Working with trend forecaster SeymourPowell, whose clients include Virgin Galactica and Samsung, and app-maker Fueled, which more generally makes for Apple and Google, the MysteryVibe team began by researching what women actually wanted. It wasn’t the same experience every time, nor was it something that was necessarily shaped like a man. They concluded that a fully flexible vibrator would be the solution and that the patterns of this vibrator needed to be easy to understand, as well as to manipulate — hence the iPhone interface. Eight years on, the Crescendo is very nearly ready. A silicone device with six motors, it is some six inches long, easy to manipulate but will hold the shape you choose. It can be yours for $129 (mysteryvibe.com). Advance orders are being taken and the first toys will be released around Christmas, with the full launch in Selfridges next Valentine’s Day.

Exciting as it sounds, however, MysteryVibe’s Crescendo is only the beginning.
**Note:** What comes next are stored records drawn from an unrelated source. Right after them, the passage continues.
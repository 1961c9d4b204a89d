//! SSH/SFTP transport over libssh2
//!
//! One TCP connection per fetch. The remote file is read over SFTP; no
//! remote command is ever executed.

use super::cancel::CancelToken;
use super::deadline::Deadline;
use super::descriptor::{ConnectionDescriptor, ResolvedCredential};
use super::errors::{FetchError, FetchStage};
use super::session::{Transport, TransportSession};
use base64::Engine;
use cce_parser::config::compile_time::transport::SFTP_READ_CHUNK_BYTES;
use cce_parser::logging::codes;
use cce_parser::{log_debug, log_success};
use ssh2::{CheckResult, ErrorCode, HashType, KnownHostFileKind, Session};
use std::io::{ErrorKind, Read};
use std::net::{Shutdown, SocketAddr, TcpStream, ToSocketAddrs};
use std::path::Path;
use std::sync::mpsc::{self, RecvTimeoutError};
use std::thread;
use std::time::Duration;

/// libssh2 LIBSSH2_ERROR_TIMEOUT
const LIBSSH2_ERROR_TIMEOUT: i32 = -9;

/// How often a pending name lookup rechecks the cancel token
const RESOLVE_POLL: Duration = Duration::from_millis(50);

#[derive(Debug, Default, Clone, Copy)]
pub struct SshTransport;

impl SshTransport {
    pub fn new() -> Self {
        Self
    }
}

impl Transport for SshTransport {
    fn open(
        &self,
        descriptor: &ConnectionDescriptor,
        deadline: &Deadline,
        cancel: &CancelToken,
    ) -> Result<Box<dyn TransportSession>, FetchError> {
        let stream = connect(descriptor, deadline, cancel)?;

        let abort_handle = stream
            .try_clone()
            .map_err(|e| FetchError::connection(&descriptor.host, e.to_string()))?;
        cancel.register_abort(move || {
            let _ = abort_handle.shutdown(Shutdown::Both);
        });

        let shutdown_handle = stream
            .try_clone()
            .map_err(|e| FetchError::connection(&descriptor.host, e.to_string()))?;

        let mut session =
            Session::new().map_err(|e| FetchError::connection(&descriptor.host, e.message()))?;
        session.set_tcp_stream(stream);

        let mut ssh = SshSession {
            session,
            stream: shutdown_handle,
            host: descriptor.host.clone(),
            cancel: cancel.clone(),
        };

        ssh.apply_timeout(deadline, FetchStage::Handshake)?;
        ssh.session
            .handshake()
            .map_err(|e| ssh.classify(e, FetchStage::Handshake, deadline))?;

        log_success!(
            codes::success::SESSION_ESTABLISHED,
            "SSH session established",
            "address" => descriptor.address()
        );
        Ok(Box::new(ssh))
    }
}

fn connect(
    descriptor: &ConnectionDescriptor,
    deadline: &Deadline,
    cancel: &CancelToken,
) -> Result<TcpStream, FetchError> {
    let addresses = resolve(&descriptor.host, descriptor.port, deadline, cancel)?;

    let mut last_error = None;
    for address in addresses {
        cancel.check(FetchStage::Connect)?;
        let remaining = deadline.remaining(FetchStage::Connect)?;
        log_debug!("Connecting", "address" => address);
        match TcpStream::connect_timeout(&address, remaining) {
            Ok(stream) => return Ok(stream),
            Err(e) if e.kind() == ErrorKind::TimedOut => {
                return Err(deadline.timeout(FetchStage::Connect));
            }
            Err(e) => last_error = Some(e),
        }
    }

    Err(FetchError::connection(
        &descriptor.host,
        last_error
            .map(|e| e.to_string())
            .unwrap_or_else(|| "no addresses resolved".to_string()),
    ))
}

/// Name lookup bounded by the deadline and the cancel token. getaddrinfo
/// cannot be interrupted, so it runs on a detached helper thread that is
/// abandoned when the wait ends early.
fn resolve(
    host: &str,
    port: u16,
    deadline: &Deadline,
    cancel: &CancelToken,
) -> Result<Vec<SocketAddr>, FetchError> {
    cancel.check(FetchStage::Connect)?;
    deadline.remaining(FetchStage::Connect)?;

    let (sender, receiver) = mpsc::channel();
    let target = (host.to_string(), port);
    thread::Builder::new()
        .name("cce-resolve".to_string())
        .spawn(move || {
            let lookup = (target.0.as_str(), target.1)
                .to_socket_addrs()
                .map(|addresses| addresses.collect::<Vec<_>>());
            let _ = sender.send(lookup);
        })
        .map_err(|e| FetchError::connection(host, format!("cannot start resolver: {}", e)))?;

    loop {
        cancel.check(FetchStage::Connect)?;
        let wait = deadline.remaining(FetchStage::Connect)?.min(RESOLVE_POLL);
        match receiver.recv_timeout(wait) {
            Ok(Ok(addresses)) => return Ok(addresses),
            Ok(Err(e)) => {
                return Err(FetchError::connection(host, format!("cannot resolve: {}", e)))
            }
            Err(RecvTimeoutError::Timeout) => continue,
            Err(RecvTimeoutError::Disconnected) => {
                return Err(FetchError::connection(host, "resolver exited without an answer"))
            }
        }
    }
}

/// Cancellation and deadline expiry win over whatever libssh2 reported
fn interruption(
    err: &ssh2::Error,
    stage: FetchStage,
    deadline: &Deadline,
    cancel: &CancelToken,
) -> Option<FetchError> {
    if cancel.is_cancelled() {
        return Some(FetchError::Cancelled { stage });
    }
    if matches!(err.code(), ErrorCode::Session(LIBSSH2_ERROR_TIMEOUT)) || deadline.is_expired() {
        return Some(deadline.timeout(stage));
    }
    None
}

/// SFTP failure on `path`
fn transfer_error(
    err: ssh2::Error,
    path: &str,
    deadline: &Deadline,
    cancel: &CancelToken,
) -> FetchError {
    interruption(&err, FetchStage::Transfer, deadline, cancel)
        .unwrap_or_else(|| FetchError::transfer(path, err.message()))
}

struct SshSession {
    session: Session,
    stream: TcpStream,
    host: String,
    cancel: CancelToken,
}

impl SshSession {
    /// Bound the next blocking libssh2 call by what is left of the deadline
    fn apply_timeout(&self, deadline: &Deadline, stage: FetchStage) -> Result<(), FetchError> {
        let remaining = deadline.remaining(stage)?;
        let millis = remaining.as_millis().clamp(1, u32::MAX as u128) as u32;
        self.session.set_timeout(millis);
        Ok(())
    }

    fn classify(&self, err: ssh2::Error, stage: FetchStage, deadline: &Deadline) -> FetchError {
        if let Some(interrupted) = interruption(&err, stage, deadline, &self.cancel) {
            return interrupted;
        }
        match stage {
            FetchStage::Authentication => FetchError::authentication(err.message()),
            FetchStage::HostVerification => FetchError::host_verification(&self.host, err.message()),
            FetchStage::Connect | FetchStage::Handshake => {
                FetchError::connection(&self.host, err.message())
            }
            FetchStage::Transfer => FetchError::transfer("sftp channel", err.message()),
        }
    }

    fn classify_io(
        &self,
        err: std::io::Error,
        path: &str,
        deadline: &Deadline,
    ) -> FetchError {
        if self.cancel.is_cancelled() {
            return FetchError::Cancelled {
                stage: FetchStage::Transfer,
            };
        }
        if matches!(err.kind(), ErrorKind::TimedOut | ErrorKind::WouldBlock) || deadline.is_expired() {
            return deadline.timeout(FetchStage::Transfer);
        }
        FetchError::transfer(path, err.to_string())
    }
}

impl TransportSession for SshSession {
    fn host_key_fingerprint(&self) -> Option<String> {
        self.session
            .host_key_hash(HashType::Sha256)
            .map(|hash| format!("SHA256:{}", base64::engine::general_purpose::STANDARD_NO_PAD.encode(hash)))
    }

    fn verify_host(&mut self, known_hosts: &Path, host: &str, port: u16) -> Result<(), FetchError> {
        let (key, _) = self
            .session
            .host_key()
            .ok_or_else(|| FetchError::host_verification(host, "server presented no host key"))?;

        let mut store = self
            .session
            .known_hosts()
            .map_err(|e| FetchError::host_verification(host, e.message()))?;
        store
            .read_file(known_hosts, KnownHostFileKind::OpenSSH)
            .map_err(|e| {
                FetchError::host_verification(
                    host,
                    format!("cannot read {}: {}", known_hosts.display(), e.message()),
                )
            })?;

        match store.check_port(host, port, key) {
            CheckResult::Match => Ok(()),
            CheckResult::Mismatch => Err(FetchError::host_verification(
                host,
                "host key does not match known_hosts entry",
            )),
            CheckResult::NotFound => Err(FetchError::host_verification(
                host,
                "host is not in known_hosts",
            )),
            CheckResult::Failure => Err(FetchError::host_verification(
                host,
                "known_hosts check failed",
            )),
        }
    }

    fn authenticate(
        &mut self,
        username: &str,
        credential: &ResolvedCredential,
        deadline: &Deadline,
    ) -> Result<(), FetchError> {
        self.apply_timeout(deadline, FetchStage::Authentication)?;
        let result = match credential {
            ResolvedCredential::KeyFile {
                private_key,
                public_key,
                passphrase,
            } => self.session.userauth_pubkey_file(
                username,
                public_key.as_deref(),
                private_key,
                passphrase.as_deref(),
            ),
            ResolvedCredential::Agent => self.session.userauth_agent(username),
        };
        result.map_err(|e| self.classify(e, FetchStage::Authentication, deadline))?;

        if !self.session.authenticated() {
            return Err(FetchError::authentication("server did not accept the key"));
        }
        Ok(())
    }

    fn read_file(
        &mut self,
        path: &str,
        max_bytes: usize,
        deadline: &Deadline,
        cancel: &CancelToken,
    ) -> Result<Vec<u8>, FetchError> {
        self.apply_timeout(deadline, FetchStage::Transfer)?;
        let sftp = self
            .session
            .sftp()
            .map_err(|e| self.classify(e, FetchStage::Transfer, deadline))?;

        let remote = Path::new(path);
        let expected = sftp
            .stat(remote)
            .map_err(|e| transfer_error(e, path, deadline, cancel))?
            .size;
        if let Some(size) = expected {
            if size > max_bytes as u64 {
                return Err(FetchError::transfer(
                    path,
                    format!("file is {} bytes, limit is {}", size, max_bytes),
                ));
            }
        }

        let mut file = sftp
            .open(remote)
            .map_err(|e| transfer_error(e, path, deadline, cancel))?;
        let mut contents = Vec::with_capacity(expected.unwrap_or(0) as usize);
        let mut chunk = vec![0u8; SFTP_READ_CHUNK_BYTES];
        loop {
            cancel.check(FetchStage::Transfer)?;
            self.apply_timeout(deadline, FetchStage::Transfer)?;
            let n = file
                .read(&mut chunk)
                .map_err(|e| self.classify_io(e, path, deadline))?;
            if n == 0 {
                break;
            }
            if contents.len() + n > max_bytes {
                return Err(FetchError::transfer(
                    path,
                    format!("file exceeds {} bytes", max_bytes),
                ));
            }
            contents.extend_from_slice(&chunk[..n]);
        }

        if let Some(size) = expected {
            if contents.len() as u64 != size {
                return Err(FetchError::transfer(
                    path,
                    format!("short read: {} of {} bytes", contents.len(), size),
                ));
            }
        }
        Ok(contents)
    }

    fn close(&mut self) -> Result<(), FetchError> {
        self.session.set_timeout(Duration::from_secs(2).as_millis() as u32);
        let disconnect = self.session.disconnect(None, "fetch complete", None);
        let _ = self.stream.shutdown(Shutdown::Both);
        disconnect.map_err(|e| FetchError::connection(&self.host, e.message()))
    }
}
Co-founder Soumyadip Rakshit tells me: ‘There is a huge change around attitudes to sex in terms of product. Whether it be the result of someone like Beyoncé liking Fifty Shades, or sex-positive TED talks, the dialogue around it is evolving.’ Rakshit reels off other peers who are further pushing the possibilities for adult toys. Comingle makes the Mod, a crowdfunded vibrator with three motors for which you can write your own code and programme to buzz however you want. And the Orgasmatronic team has made a strap-on dildo that buzzes to give the person wearing it the same kind of stimulation as the partner receiving it.

‘My objective is to work together with everybody. It may be that the iPhone app we have developed can be used as the interface for all these different toys,’ says Rakshit.